* _Task prompt_
Below are some entries. Count the lines where "crate" appears and state only that number.

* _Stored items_

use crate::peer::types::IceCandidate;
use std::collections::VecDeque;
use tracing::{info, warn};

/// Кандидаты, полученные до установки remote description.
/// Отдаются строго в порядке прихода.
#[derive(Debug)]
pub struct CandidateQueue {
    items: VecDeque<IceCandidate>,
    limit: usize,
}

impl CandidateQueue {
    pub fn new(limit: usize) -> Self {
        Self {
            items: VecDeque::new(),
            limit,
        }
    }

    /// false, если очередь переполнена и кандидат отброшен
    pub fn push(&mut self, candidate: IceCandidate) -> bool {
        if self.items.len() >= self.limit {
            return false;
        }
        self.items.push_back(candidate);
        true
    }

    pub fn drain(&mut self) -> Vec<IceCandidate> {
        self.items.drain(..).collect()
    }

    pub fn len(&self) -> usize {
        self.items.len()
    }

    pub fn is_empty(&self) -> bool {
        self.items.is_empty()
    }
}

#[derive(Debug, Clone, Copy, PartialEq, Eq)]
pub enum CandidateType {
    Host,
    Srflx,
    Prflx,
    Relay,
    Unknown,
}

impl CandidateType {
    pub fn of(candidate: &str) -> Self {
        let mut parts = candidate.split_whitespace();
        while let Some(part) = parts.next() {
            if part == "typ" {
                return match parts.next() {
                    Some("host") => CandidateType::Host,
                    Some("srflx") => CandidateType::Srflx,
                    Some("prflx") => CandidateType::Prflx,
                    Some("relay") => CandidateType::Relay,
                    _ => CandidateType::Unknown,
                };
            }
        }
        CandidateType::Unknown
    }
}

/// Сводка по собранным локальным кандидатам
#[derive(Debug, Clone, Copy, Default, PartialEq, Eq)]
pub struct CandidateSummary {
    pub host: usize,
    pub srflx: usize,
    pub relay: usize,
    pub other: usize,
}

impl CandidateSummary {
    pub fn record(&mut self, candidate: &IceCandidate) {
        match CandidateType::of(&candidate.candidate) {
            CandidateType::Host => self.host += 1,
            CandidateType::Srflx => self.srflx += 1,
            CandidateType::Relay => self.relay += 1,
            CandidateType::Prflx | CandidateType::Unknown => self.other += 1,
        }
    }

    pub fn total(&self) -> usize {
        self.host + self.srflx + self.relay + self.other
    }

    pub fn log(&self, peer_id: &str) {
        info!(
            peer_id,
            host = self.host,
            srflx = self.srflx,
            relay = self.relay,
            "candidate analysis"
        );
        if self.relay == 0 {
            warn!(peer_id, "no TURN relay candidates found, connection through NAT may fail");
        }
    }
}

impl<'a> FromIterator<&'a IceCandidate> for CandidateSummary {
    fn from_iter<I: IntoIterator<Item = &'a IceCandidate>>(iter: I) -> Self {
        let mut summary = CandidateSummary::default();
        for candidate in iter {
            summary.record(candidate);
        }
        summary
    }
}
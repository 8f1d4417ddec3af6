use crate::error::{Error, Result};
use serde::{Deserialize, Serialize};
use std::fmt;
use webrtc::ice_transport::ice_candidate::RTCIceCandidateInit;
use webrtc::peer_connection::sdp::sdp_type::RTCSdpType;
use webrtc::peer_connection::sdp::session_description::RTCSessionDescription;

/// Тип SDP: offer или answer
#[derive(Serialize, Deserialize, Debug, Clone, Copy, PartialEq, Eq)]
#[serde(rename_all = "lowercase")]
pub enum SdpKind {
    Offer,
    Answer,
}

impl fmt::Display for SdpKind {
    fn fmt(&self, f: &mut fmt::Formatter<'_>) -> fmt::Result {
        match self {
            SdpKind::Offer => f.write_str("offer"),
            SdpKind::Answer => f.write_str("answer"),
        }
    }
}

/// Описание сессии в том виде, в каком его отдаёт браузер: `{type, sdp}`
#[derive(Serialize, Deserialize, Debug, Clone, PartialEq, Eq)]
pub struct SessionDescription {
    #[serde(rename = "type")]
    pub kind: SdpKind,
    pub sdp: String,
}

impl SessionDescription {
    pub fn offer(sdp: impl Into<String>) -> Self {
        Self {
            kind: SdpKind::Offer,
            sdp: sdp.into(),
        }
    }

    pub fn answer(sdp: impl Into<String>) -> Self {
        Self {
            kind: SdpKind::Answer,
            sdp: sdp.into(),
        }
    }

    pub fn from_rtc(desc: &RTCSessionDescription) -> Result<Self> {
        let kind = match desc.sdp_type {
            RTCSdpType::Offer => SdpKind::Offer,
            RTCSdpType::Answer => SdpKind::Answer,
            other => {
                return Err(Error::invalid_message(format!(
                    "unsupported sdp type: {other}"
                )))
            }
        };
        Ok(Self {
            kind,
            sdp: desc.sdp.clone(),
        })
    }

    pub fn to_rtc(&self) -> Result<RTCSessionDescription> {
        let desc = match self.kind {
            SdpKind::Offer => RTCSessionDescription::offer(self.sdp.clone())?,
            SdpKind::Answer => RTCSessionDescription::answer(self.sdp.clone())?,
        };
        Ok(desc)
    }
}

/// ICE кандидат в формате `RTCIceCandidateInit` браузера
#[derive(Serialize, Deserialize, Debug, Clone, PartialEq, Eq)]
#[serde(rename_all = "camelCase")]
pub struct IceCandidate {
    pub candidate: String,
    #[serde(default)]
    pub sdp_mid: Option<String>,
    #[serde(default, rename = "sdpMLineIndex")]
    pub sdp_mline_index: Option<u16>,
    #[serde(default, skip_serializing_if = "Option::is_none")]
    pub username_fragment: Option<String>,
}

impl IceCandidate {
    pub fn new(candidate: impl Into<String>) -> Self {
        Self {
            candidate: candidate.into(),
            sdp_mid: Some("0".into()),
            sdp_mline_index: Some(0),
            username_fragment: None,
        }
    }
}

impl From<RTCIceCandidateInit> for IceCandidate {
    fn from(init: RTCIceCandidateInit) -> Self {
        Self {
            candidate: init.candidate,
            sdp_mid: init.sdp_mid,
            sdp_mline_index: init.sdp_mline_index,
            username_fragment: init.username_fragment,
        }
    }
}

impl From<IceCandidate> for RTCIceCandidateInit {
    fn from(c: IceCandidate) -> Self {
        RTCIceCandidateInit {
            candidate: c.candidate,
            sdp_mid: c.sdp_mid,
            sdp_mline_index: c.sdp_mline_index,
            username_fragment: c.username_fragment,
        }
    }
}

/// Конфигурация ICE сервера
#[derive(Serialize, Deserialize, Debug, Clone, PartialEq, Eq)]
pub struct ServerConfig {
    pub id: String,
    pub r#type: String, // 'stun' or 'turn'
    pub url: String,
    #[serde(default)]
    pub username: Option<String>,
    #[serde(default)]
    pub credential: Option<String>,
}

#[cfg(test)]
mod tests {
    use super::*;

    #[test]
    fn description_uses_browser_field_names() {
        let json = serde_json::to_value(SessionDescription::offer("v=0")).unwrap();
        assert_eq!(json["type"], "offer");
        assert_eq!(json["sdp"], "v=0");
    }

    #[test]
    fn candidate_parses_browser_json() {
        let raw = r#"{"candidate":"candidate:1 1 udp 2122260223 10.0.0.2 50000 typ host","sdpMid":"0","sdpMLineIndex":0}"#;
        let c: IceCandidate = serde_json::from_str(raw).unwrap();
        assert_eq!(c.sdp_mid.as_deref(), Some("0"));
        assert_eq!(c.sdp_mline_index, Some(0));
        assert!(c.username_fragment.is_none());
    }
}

* _Answer for this exercise_
2